The Ministry of Economic Affairs last week reported that Taiwanese firms’ outbound investments approved by the Department of Investment Review last year reached a new high, totaling US$48.59 billion, led by Taiwan Semiconductor Manufacturing Co’s huge investments in the US and Japan. The data also showed that approved outbound investments to China were US$3.65 billion, which for the third consecutive year was lower than those to countries covered under the government’s New Southbound Policy at US$8.72 billion. The figures show that Taiwanese companies are continuing to reposition themselves amid the reorganization of global supply chains, while increasing their investments in the US, Europe, Japan and New Southbound Policy countries to diversify risk.

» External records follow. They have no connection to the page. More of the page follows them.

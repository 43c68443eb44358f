//! Operation proxy - the child's calling half.
//!
//! One [`ApiProxy::invoke`] per native operation the embedded runtime wants
//! to run. A call that expects a result parks its [`CallSite`] in the
//! registry first, so the token is already resolvable by the time the host
//! could possibly answer; if the call never makes it onto the wire the token
//! is abandoned again rather than left to leak.

use std::sync::Arc;

use webdock_protocol::{Ack, ApiMethod, Arg, BridgeRequest, CorrelationToken, FIRE_AND_FORGET, encode_args};
use webdock_runtime::{BridgeClient, CallSite, CallbackRegistry, Error, Result};

/// The wire names the embedded runtime should expose as global functions,
/// in stable id order.
pub fn global_function_names() -> impl Iterator<Item = &'static str> {
    ApiMethod::ALL.into_iter().map(ApiMethod::name)
}

/// Issues `operationCall`s to the host service.
pub struct ApiProxy {
    client: Arc<BridgeClient>,
    registry: Arc<CallbackRegistry>,
}

impl ApiProxy {
    pub fn new(client: Arc<BridgeClient>, registry: Arc<CallbackRegistry>) -> Self {
        Self { client, registry }
    }

    /// The registry replies are resolved against; shared with the
    /// [`ChildService`](crate::ChildService).
    pub fn registry(&self) -> &Arc<CallbackRegistry> {
        &self.registry
    }

    pub fn is_connected(&self) -> bool {
        self.client.is_connected()
    }

    /// Invokes one native operation.
    ///
    /// With a call site the invocation gets a fresh positive token and the
    /// site resumes when the host's `callbackDeliver` arrives; without one
    /// the token is the fire-and-forget sentinel and no reply will ever
    /// come. Returns the token actually used. On any failure to issue the
    /// call the parked site is abandoned - it will never resume.
    pub async fn invoke(
        &self,
        method: ApiMethod,
        args: &[Arg],
        site: Option<Box<dyn CallSite>>,
    ) -> Result<CorrelationToken> {
        let token = match site {
            Some(site) => self.registry.register(site),
            None => FIRE_AND_FORGET,
        };

        let request = BridgeRequest::OperationCall {
            name: method.name().to_string(),
            params: encode_args(token, args).to_string(),
        };

        match self.client.call(&request).await {
            Ok(Ack { ok: true, .. }) => Ok(token),
            Ok(Ack { error, .. }) => {
                self.abandon_if_pending(token);
                Err(Error::Rejected(error.unwrap_or_else(|| {
                    "operation call rejected".to_string()
                })))
            }
            Err(e) => {
                self.abandon_if_pending(token);
                Err(e)
            }
        }
    }

    fn abandon_if_pending(&self, token: CorrelationToken) {
        if token != FIRE_AND_FORGET {
            self.registry.abandon(token);
        }
    }
}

China-bound investments have been on a downward trend in the past few years. Last year’s US$3.65 billion was not only lower than the US$4.1 billion recorded in 2019 following a US-China trade spat, but its proportion of the total approved outbound investment was also substantially down to 7.51 percent, from 11.42 percent in 2023 and 33.62 percent in 2022. More Taiwanese firms are pursuing a “China Plus One” investment strategy to realign supply chains and avoid overconcentration on China, where political and economic risks have increased due to a slowdown in its economy, a rise in production costs and stricter national security controls. Countries in South and Southeast Asia, along with the North American market, are poised to be prime destinations for Taiwanese firms adopting the strategy.

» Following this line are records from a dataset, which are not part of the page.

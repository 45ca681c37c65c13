//! # primordial-errors
//!
//! Polymorphic error values, decoupled from the way they are propagated.
//!
//! ## Design Philosophy
//!
//! - **Error**: an immutable value describing a failure (message + position).
//!   Concrete variants add their own fields and clone themselves polymorphically.
//! - **Exception**: the carrier that travels up the call chain as the `Err` side
//!   of a [`Result`]. It owns a copy of the error, so the value survives after
//!   the scope that created it ends.
//! - **Typed exceptions**: one thin wrapper per variant, so a handler can catch
//!   "this specific failure" and hand everything else back untouched.
//!
//! ## Usage
//!
//! ```rust
//! use primordial_errors::{error_position, Exception, FileNotFoundError,
//!     FileNotFoundErrorException, Raise};
//!
//! fn open_readme() -> primordial_errors::Result<()> {
//!     FileNotFoundError::new(error_position!(), "README.md").raise()
//! }
//!
//! let exception: Exception = open_readme().unwrap_err();
//! match exception.catch::<FileNotFoundErrorException>() {
//!     Ok(ex) => assert_eq!(ex.error().path().to_str(), Some("README.md")),
//!     Err(other) => panic!("unexpected exception: {}", other),
//! }
//! ```
//!
//! ## Principles
//!
//! - Every error is raised exactly once, as a wrapped clone
//! - Exactly one handler observes a raised error: `catch` either consumes it or
//!   returns the same exception for the next handler up the chain
//! - Messages are built eagerly, at construction

mod error;
mod exception;
mod kind;
mod position;
mod variants;

pub use error::{Error, ErrorCore, Raise};
pub use exception::{ErrorReport, Exception, TypedException};
pub use kind::ErrorKind;
pub use position::ErrorPosition;
pub use variants::{
    FileNotFoundError, FileNotFoundErrorException, InvalidArgumentError,
    InvalidArgumentErrorException, PermissionDeniedError, PermissionDeniedErrorException,
};

/// Result type alias using the base exception wrapper
pub type Result<T> = std::result::Result<T, Exception>;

Several Taiwanese firms are also following in the footsteps of their foreign peers in speeding up their withdrawal from China. For example, on Dec. 30 last year, silicon substrate maker Kinsus Interconnect Technology Corp announced the sale of an 80.5 percent stake in its Chinese substrate unit, Kinsus Interconnect Technology Suzhou Corp, and 100 percent of its Chinese printed circuit board business, Piotek Computer (Suzhou) Corp. It said it would use the proceeds to pursue new investments in Taiwan and elsewhere in Asia.

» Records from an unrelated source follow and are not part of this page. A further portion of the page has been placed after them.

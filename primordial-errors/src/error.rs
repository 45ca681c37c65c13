//! The polymorphic error value

use crate::{ErrorKind, ErrorPosition, Exception};
use std::any::Any;

/// State every error value carries, whatever its concrete variant.
///
/// The message is built by the variant at construction time and the
/// position is captured at the raise site; neither changes afterwards.
#[derive(Debug, Clone, PartialEq, Eq)]
pub struct ErrorCore {
    message: String,
    position: ErrorPosition,
}

impl ErrorCore {
    /// Create the shared state from a finished message and its position
    pub fn new(message: impl Into<String>, position: ErrorPosition) -> Self {
        let message = message.into();
        debug_assert!(!message.is_empty(), "error message must not be empty");
        Self { message, position }
    }

    /// Get the error message
    pub fn message(&self) -> &str {
        &self.message
    }

    /// Get the error position
    pub fn position(&self) -> &ErrorPosition {
        &self.position
    }
}

/// An error value: a message plus the position it was raised from.
///
/// Concrete variants implement this trait and are usually handled through a
/// `&dyn Error` or `Box<dyn Error>`. Cloning through such a handle yields a
/// value of the concrete variant, not a sliced base.
///
/// # Implementing a variant
///
/// A variant holds an [`ErrorCore`] next to its own fields, builds its
/// message in its constructor, and overrides [`clone_box`](Error::clone_box)
/// and [`raise_implementation`](Error::raise_implementation) so both return
/// its own type.
pub trait Error: std::error::Error + Send + Sync + 'static {
    /// Get the state shared by all variants
    fn core(&self) -> &ErrorCore;

    /// Get the kind of this error.
    ///
    /// Variants defined outside this crate report [`ErrorKind::Other`].
    fn kind(&self) -> ErrorKind;

    /// Clone into a new owned value of the same concrete type
    fn clone_box(&self) -> Box<dyn Error>;

    /// Wrap a clone of `self` in the exception matching its concrete type
    fn raise_implementation(&self) -> Exception;

    /// Access the concrete value for downcasting
    fn as_any(&self) -> &dyn Any;

    /// Convert into an owned value for downcasting
    fn into_any(self: Box<Self>) -> Box<dyn Any>;

    /// Get the error message
    fn message(&self) -> &str {
        self.core().message()
    }

    /// Get the position the error was raised from
    fn position(&self) -> &ErrorPosition {
        self.core().position()
    }
}

impl dyn Error {
    /// Check whether the concrete type is `E`
    pub fn is<E: Error>(&self) -> bool {
        self.as_any().is::<E>()
    }

    /// Borrow the concrete value if it is an `E`
    pub fn downcast_ref<E: Error>(&self) -> Option<&E> {
        self.as_any().downcast_ref::<E>()
    }

    /// Take the concrete value out if it is an `E`, or get the box back
    pub fn downcast<E: Error>(self: Box<Self>) -> Result<Box<E>, Box<dyn Error>> {
        if !self.is::<E>() {
            return Err(self);
        }
        match self.into_any().downcast::<E>() {
            Ok(error) => Ok(error),
            Err(_) => unreachable!("concrete type checked by is::<E>()"),
        }
    }
}

impl Clone for Box<dyn Error> {
    fn clone(&self) -> Self {
        self.clone_box()
    }
}

/// Propagate an error value.
///
/// `raise` never produces an `Ok`: it always returns the wrapped clone, ready
/// for `?` to carry it to the first handler up the call chain.
///
/// ```rust
/// use primordial_errors::{error_position, Error, FileNotFoundError, Raise};
///
/// fn load() -> primordial_errors::Result<String> {
///     let error: Box<dyn Error> =
///         Box::new(FileNotFoundError::new(error_position!(), "config.toml"));
///     error.raise()
/// }
///
/// assert!(load().unwrap_err().message().ends_with("file `config.toml` not found"));
/// ```
pub trait Raise {
    /// Wrap a clone of `self` and return it as the error side
    fn raise<T>(&self) -> Result<T, Exception>;
}

impl<E: Error + ?Sized> Raise for E {
    fn raise<T>(&self) -> Result<T, Exception> {
        Err(self.raise_implementation())
    }
}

The withdrawal of Taiwanese and foreign companies from China can be seen as part of a global business restructuring triggered by US-China disputes. This is also one of the reasons China’s unemployment rate remains high. If the trade spat between the US and China escalates during a second term of US President Donald Trump — who was to take office after press time last night — the Chinese economy would only worsen and more foreign companies would choose to move elsewhere. However, Beijing might intervene, and Taiwanese businesses would likely be the first to bear the brunt of any restrictions.
Foreign media recently reported that Taiwanese contract electronics maker Hon Hai Precision Industry Co, known internationally as Foxconn Technology Group and which is a major assembler for Apple Inc, has paused dispatching Chinese workers to its iPhone manufacturing plants in India, while those already there have been instructed to return to China. The company has also delayed shipping specialized manufacturing equipment from China to India, reports said. Some sources said that the Chinese government was behind the changes. If that is true, then clearly the Chinese Communist Party is starting to take measures to stop the “Chine Plus One” trend.
The disruptions at Foxconn’s operations in India come against the backdrop of long-standing border disputes and economic rivalry between China and India. If China seeks to limit Taiwanese businesses’ transfer of labor, technology and equipment to other countries, it would affect their operations in Vietnam, Thailand and Malaysia, where they have been gearing up for expansions. Besides considering how to adjust their global deployment, Taiwanese businesses operating in China also need to think about how to respond to this new challenge.